Lars-Öivind Knutsen has extensive experience of polar bears. He wrote his doctoral thesis on the animals during an extended stay in Canada. Knutsen talks about how unusually high temperatures, above 20 degrees Celsius, have broken up the ice even outside northernmost Greenland. Without ice, bears cannot catch their favorite food, seals, and are therefore forced to wander or swim along the coast south. On that route is Deep Sea Productions’ expedition base, at the Danish military station Daneborg.
Knutsen and his colleagues are on site to film walruses and at the same time document the effects of climate warming.
“People in other parts of the world can’t imagine the dramatic changes that are now happening up here,” Knutsen says. The temperature is on average 5-6 degrees above normal and the effects are extreme. In the long run, this will affect the entire Earth.
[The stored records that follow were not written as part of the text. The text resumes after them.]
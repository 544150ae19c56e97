//! TCP client for the control center.
//!
//! A [`CenterClient`] owns one connection to a device and one originating
//! `ProtocolSession`.  Each request runs the whole handshake before the call
//! returns: send Data, wait for the device's Ack, wait for its reply, send
//! the final Ack.  The client never retries; a failed exchange is reported to
//! the caller and the session is ready for the next request.

use std::net::SocketAddr;
use std::sync::Arc;
use std::time::Duration;

use chrono::Local;
use ntcip_core::message::Reply;
use ntcip_core::protocol::{
    decode_frame, write_frame, DecodeError, Frame, FrameKind, FrameReader, ReadOutcome,
    TransportError,
};
use ntcip_core::session::{
    EventSink, NoReply, ProtocolSession, SessionAction, SessionError, TracingSink,
};
use thiserror::Error;
use tokio::io::{AsyncRead, AsyncWrite, ReadHalf, WriteHalf};
use tokio::net::TcpStream;
use tokio::time::timeout;
use tracing::{debug, info, warn};

use crate::application::commands::{corrupt_frame, to_hex, Command};

/// Default bound on connecting and on each handshake step.
pub const DEFAULT_TIMEOUT: Duration = Duration::from_secs(5);

/// Errors that can occur in the center's network layer.
#[derive(Debug, Error)]
pub enum CenterError {
    /// TCP connection to the device failed.
    #[error("failed to connect to device at {addr}: {source}")]
    ConnectFailed {
        addr: SocketAddr,
        #[source]
        source: std::io::Error,
    },

    /// Connecting took longer than the configured timeout.
    #[error("timed out connecting to device at {0}")]
    ConnectTimeout(SocketAddr),

    #[error(transparent)]
    Transport(#[from] TransportError),

    /// The handshake broke down; a Nak has already been sent.
    #[error("exchange failed: {0}")]
    Session(#[from] SessionError),

    /// The device refused the request with a Nak.
    #[error("device rejected the request with Nak code 0x{0:02X}")]
    Rejected(u8),

    /// The device closed the connection mid-exchange.
    #[error("connection closed by device")]
    Closed,

    /// The device answered the corrupt test frame with something that does
    /// not decode.
    #[error("undecodable answer to test frame: {0}")]
    Decode(#[from] DecodeError),

    /// The device did not answer the corrupt test frame at all.
    #[error("device did not answer the test frame")]
    NoAnswer,
}

/// What a command produced.
#[derive(Debug, Clone, PartialEq, Eq)]
pub enum Outcome {
    /// The device replied to an originated request.
    Reply(Reply),
    /// The device answered the corrupt test frame with this frame
    /// (normally a Nak).
    TestAnswer(Frame),
}

/// Connection from the center to one device.
pub struct CenterClient<S> {
    reader: FrameReader<ReadHalf<S>>,
    writer: WriteHalf<S>,
    session: ProtocolSession<NoReply>,
    step_timeout: Duration,
}

impl CenterClient<TcpStream> {
    /// Connects to the device at `addr`.
    ///
    /// # Errors
    ///
    /// Returns [`CenterError::ConnectFailed`] or [`CenterError::ConnectTimeout`].
    pub async fn connect(addr: SocketAddr, step_timeout: Duration) -> Result<Self, CenterError> {
        let stream = match timeout(step_timeout, TcpStream::connect(addr)).await {
            Ok(Ok(stream)) => stream,
            Ok(Err(source)) => return Err(CenterError::ConnectFailed { addr, source }),
            Err(_) => return Err(CenterError::ConnectTimeout(addr)),
        };
        info!("connected to device at {addr}");
        Ok(Self::from_stream(stream, step_timeout, Arc::new(TracingSink)))
    }
}

impl<S: AsyncRead + AsyncWrite + Unpin> CenterClient<S> {
    /// Wraps an already-connected stream.
    pub fn from_stream(stream: S, step_timeout: Duration, events: Arc<dyn EventSink>) -> Self {
        let (read_half, writer) = tokio::io::split(stream);
        Self {
            reader: FrameReader::new(read_half),
            writer,
            session: ProtocolSession::new(NoReply, events).with_ack_timeout(step_timeout),
            step_timeout,
        }
    }

    /// Runs `command` against device `addr`.
    ///
    /// # Errors
    ///
    /// See [`request`](Self::request) and [`test_nak`](Self::test_nak).
    pub async fn execute(&mut self, addr: u16, command: &Command) -> Result<Outcome, CenterError> {
        info!(addr, "sending {command}");
        match command {
            Command::TestNak { seq } => self.test_nak(*seq, addr).await.map(Outcome::TestAnswer),
            other => {
                let payload = other.payload().unwrap_or_default();
                let frame = self.request(addr, &payload).await?;
                Ok(Outcome::Reply(Reply::parse(&frame.payload)))
            }
        }
    }

    /// Sends a reset request.
    ///
    /// # Errors
    ///
    /// See [`request`](Self::request).
    pub async fn reset(&mut self, addr: u16) -> Result<Reply, CenterError> {
        self.reply_to(addr, &Command::Reset).await
    }

    /// Sends a time-sync request carrying the local wall-clock time.
    ///
    /// # Errors
    ///
    /// See [`request`](Self::request).
    pub async fn sync_time(&mut self, addr: u16) -> Result<Reply, CenterError> {
        let command = Command::time_sync_at(&Local::now().naive_local());
        self.reply_to(addr, &command).await
    }

    async fn reply_to(&mut self, addr: u16, command: &Command) -> Result<Reply, CenterError> {
        let payload = command.payload().unwrap_or_default();
        let frame = self.request(addr, &payload).await?;
        Ok(Reply::parse(&frame.payload))
    }

    /// Runs one full handshake and returns the device's reply frame.
    ///
    /// # Errors
    ///
    /// - [`CenterError::Rejected`] if the device Naks the request.
    /// - [`CenterError::Session`] if the device's Ack or reply is missing,
    ///   late, or malformed.
    /// - [`CenterError::Closed`] / [`CenterError::Transport`] on connection loss.
    pub async fn request(&mut self, addr: u16, payload: &[u8]) -> Result<Frame, CenterError> {
        let bytes = self.session.originate(addr, payload)?;
        debug!("sending request {}", to_hex(&bytes));
        write_frame(&mut self.writer, &bytes).await?;

        loop {
            let actions = match self.reader.read_chunk(self.session.read_timeout()).await? {
                ReadOutcome::Frame(chunk) => {
                    debug!("received {}", to_hex(&chunk));
                    self.session.on_bytes(&chunk)
                }
                ReadOutcome::TimedOut => self.session.on_timeout(),
                ReadOutcome::Closed => return Err(CenterError::Closed),
            };

            let mut outcome = None;
            for action in actions {
                match action {
                    SessionAction::Send(bytes) => {
                        debug!("sending {}", to_hex(&bytes));
                        write_frame(&mut self.writer, &bytes).await?;
                    }
                    SessionAction::Response(frame) => outcome = Some(Ok(frame)),
                    SessionAction::Rejected(code) => {
                        warn!(addr, "request rejected with Nak code 0x{code:02X}");
                        outcome = Some(Err(CenterError::Rejected(code)));
                    }
                    SessionAction::Failed(e) => {
                        warn!(addr, "exchange failed: {e}");
                        outcome = Some(Err(CenterError::Session(e)));
                    }
                }
            }
            if let Some(outcome) = outcome {
                return outcome;
            }
        }
    }

    /// Sends the corrupt test frame and returns whatever the device answers.
    ///
    /// The frame's `LEN` claims more bytes than are sent, so the device only
    /// answers once its assembly gap has passed.
    ///
    /// # Errors
    ///
    /// Returns [`CenterError::NoAnswer`] if nothing arrives within the step
    /// timeout, or [`CenterError::Decode`] if the answer is malformed.
    pub async fn test_nak(&mut self, seq: u8, addr: u16) -> Result<Frame, CenterError> {
        let bytes = corrupt_frame(seq, addr);
        debug!("sending test frame {}", to_hex(&bytes));
        write_frame(&mut self.writer, &bytes).await?;

        match self.reader.read_chunk(Some(self.step_timeout)).await? {
            ReadOutcome::Frame(chunk) => {
                debug!("received {}", to_hex(&chunk));
                let frame = decode_frame(&chunk)?;
                if frame.kind != FrameKind::Nak {
                    warn!(kind = %frame.kind, "test frame was not answered with a Nak");
                }
                Ok(frame)
            }
            ReadOutcome::TimedOut => Err(CenterError::NoAnswer),
            ReadOutcome::Closed => Err(CenterError::Closed),
        }
    }
}

#[cfg(test)]
mod tests {
    use super::*;
    use ntcip_core::protocol::{encode_ack, encode_data, encode_nak, NakCode};
    use ntcip_core::session::{MemorySink, SessionEvent};
    use tokio::io::{duplex, AsyncWriteExt};

    fn client<S: AsyncRead + AsyncWrite + Unpin>(stream: S, step: Duration) -> CenterClient<S> {
        CenterClient::from_stream(stream, step, Arc::new(MemorySink::new()))
    }

    #[tokio::test]
    async fn test_reset_runs_full_handshake() {
        // Arrange – the device answers Ack then reply, and expects the final Ack
        let mock = tokio_test::io::Builder::new()
            .write(&encode_data(1, 1, &[0x0F, 0x10, 0x52, 0x52]).unwrap())
            .read(&encode_ack(1, 1))
            .read(&encode_data(1, 1, &[0x0F, 0x90, 0x52, 0x52]).unwrap())
            .write(&encode_ack(1, 1))
            .build();
        let mut center = client(mock, Duration::from_secs(1));

        // Act
        let reply = center.reset(1).await.unwrap();

        // Assert
        assert_eq!(reply, Reply::ResetAck { param: [0x52, 0x52] });
    }

    #[tokio::test]
    async fn test_ack_and_reply_in_one_segment() {
        let mut segment = encode_ack(1, 1);
        segment.extend(encode_data(1, 1, &[0x0F, 0x90, 0x52, 0x52]).unwrap());
        let mock = tokio_test::io::Builder::new()
            .write(&encode_data(1, 1, &[0x0F, 0x10, 0x52, 0x52]).unwrap())
            .read(&segment)
            .write(&encode_ack(1, 1))
            .build();
        let mut center = client(mock, Duration::from_secs(1));

        let outcome = center.execute(1, &Command::Reset).await.unwrap();

        assert_eq!(outcome, Outcome::Reply(Reply::ResetAck { param: [0x52, 0x52] }));
    }

    #[tokio::test]
    async fn test_nak_instead_of_ack_is_a_rejection() {
        let mock = tokio_test::io::Builder::new()
            .write(&encode_data(1, 0xFFFF, &[0x0F, 0x10, 0x52, 0x52]).unwrap())
            .read(&encode_nak(1, 0xFFFF, NakCode::Address))
            .build();
        let mut center = client(mock, Duration::from_secs(1));

        let err = center.reset(0xFFFF).await.unwrap_err();

        assert!(matches!(err, CenterError::Rejected(0x04)));
    }

    #[tokio::test]
    async fn test_silent_device_times_out_and_is_naked() {
        // Arrange
        let (center_side, device_side) = duplex(1024);
        let mut center = client(center_side, Duration::from_millis(50));
        let mut device = FrameReader::new(device_side);

        // Act
        let err = center.reset(1).await.unwrap_err();
        let request = device.read_chunk(Some(Duration::from_secs(1))).await.unwrap();
        let nak = device.read_chunk(Some(Duration::from_secs(1))).await.unwrap();

        // Assert
        assert!(matches!(err, CenterError::Session(SessionError::Timeout)));
        assert!(matches!(request, ReadOutcome::Frame(_)));
        assert_eq!(nak, ReadOutcome::Frame(encode_nak(1, 1, NakCode::Frame)));
    }

    #[tokio::test]
    async fn test_corrupt_reply_is_naked_with_parity_code() {
        // Arrange
        let mut bad_reply = encode_data(1, 1, &[0x0F, 0x90, 0x52, 0x52]).unwrap();
        let last = bad_reply.len() - 1;
        bad_reply[last] ^= 0x01;
        let mock = tokio_test::io::Builder::new()
            .write(&encode_data(1, 1, &[0x0F, 0x10, 0x52, 0x52]).unwrap())
            .read(&encode_ack(1, 1))
            .read(&bad_reply)
            .write(&encode_nak(1, 1, NakCode::Parity))
            .build();
        let mut center = client(mock, Duration::from_secs(1));

        // Act
        let err = center.reset(1).await.unwrap_err();

        // Assert
        assert!(matches!(
            err,
            CenterError::Session(SessionError::Decode(DecodeError::ChecksumMismatch { .. }))
        ));
    }

    #[tokio::test]
    async fn test_sequence_advances_between_requests() {
        let mock = tokio_test::io::Builder::new()
            .write(&encode_data(1, 1, &[0x0F, 0x10, 0x52, 0x52]).unwrap())
            .read(&encode_ack(1, 1))
            .read(&encode_data(1, 1, &[0x0F, 0x90, 0x52, 0x52]).unwrap())
            .write(&encode_ack(1, 1))
            .write(&encode_data(2, 1, &[0x6F, 0x10]).unwrap())
            .read(&encode_ack(2, 1))
            .read(&encode_data(2, 1, &[0x0F, 0x80, 0x6F, 0x10]).unwrap())
            .write(&encode_ack(2, 1))
            .build();
        let mut center = client(mock, Duration::from_secs(1));

        center.reset(1).await.unwrap();
        let outcome = center
            .execute(1, &Command::Send(vec![0x6F, 0x10]))
            .await
            .unwrap();

        assert_eq!(
            outcome,
            Outcome::Reply(Reply::SettingAccepted {
                group: 0x6F,
                code: 0x10
            })
        );
    }

    #[tokio::test]
    async fn test_test_nak_returns_device_answer() {
        // Arrange
        let (center_side, device_side) = duplex(1024);
        let mut center = client(center_side, Duration::from_secs(1));
        let (device_read, mut device_write) = tokio::io::split(device_side);
        let mut device = FrameReader::with_gap(device_read, Duration::from_millis(20));
        let device_task = tokio::spawn(async move {
            let chunk = device.read_chunk(Some(Duration::from_secs(1))).await.unwrap();
            device_write
                .write_all(&encode_nak(0, 1, NakCode::Length))
                .await
                .unwrap();
            chunk
        });

        // Act
        let answer = center.test_nak(0, 1).await.unwrap();

        // Assert
        assert_eq!(answer, Frame::nak(0, 1, NakCode::Length));
        assert_eq!(
            device_task.await.unwrap(),
            ReadOutcome::Frame(corrupt_frame(0, 1))
        );
    }

    #[tokio::test]
    async fn test_test_nak_without_answer() {
        let (center_side, _device_side) = duplex(1024);
        let mut center = client(center_side, Duration::from_millis(30));

        let err = center.test_nak(0, 1).await.unwrap_err();

        assert!(matches!(err, CenterError::NoAnswer));
    }

    #[tokio::test]
    async fn test_session_events_are_recorded() {
        let sink = Arc::new(MemorySink::new());
        let mock = tokio_test::io::Builder::new()
            .write(&encode_data(1, 1, &[0x0F, 0x10, 0x52, 0x52]).unwrap())
            .read(&encode_ack(1, 1))
            .read(&encode_data(1, 1, &[0x0F, 0x90, 0x52, 0x52]).unwrap())
            .write(&encode_ack(1, 1))
            .build();
        let mut center = CenterClient::from_stream(mock, Duration::from_secs(1), sink.clone());

        center.reset(1).await.unwrap();

        let events = sink.events();
        assert!(events.contains(&SessionEvent::AckReceived { seq: 1 }));
        assert!(events.contains(&SessionEvent::ResponseReceived { seq: 1, addr: 1 }));
    }
}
Knutsen was flown to Iceland for medical attention. He had to follow a research plane, which happened to be in place. An Icelandic doctor noted that parts of the hand were badly damaged, but that Lars-Öivind Knutsen could be fully recovered. He has decided to return to his colleagues, despite the polar bear threat.
Simon Stanford and Göran Ehlmé are also determined to stay and complete the expedition, which involves documenting the life of walruses, below and above the surface. The film will be shown on Sveriges Television.
We will update the development of events as soon as we receive new information.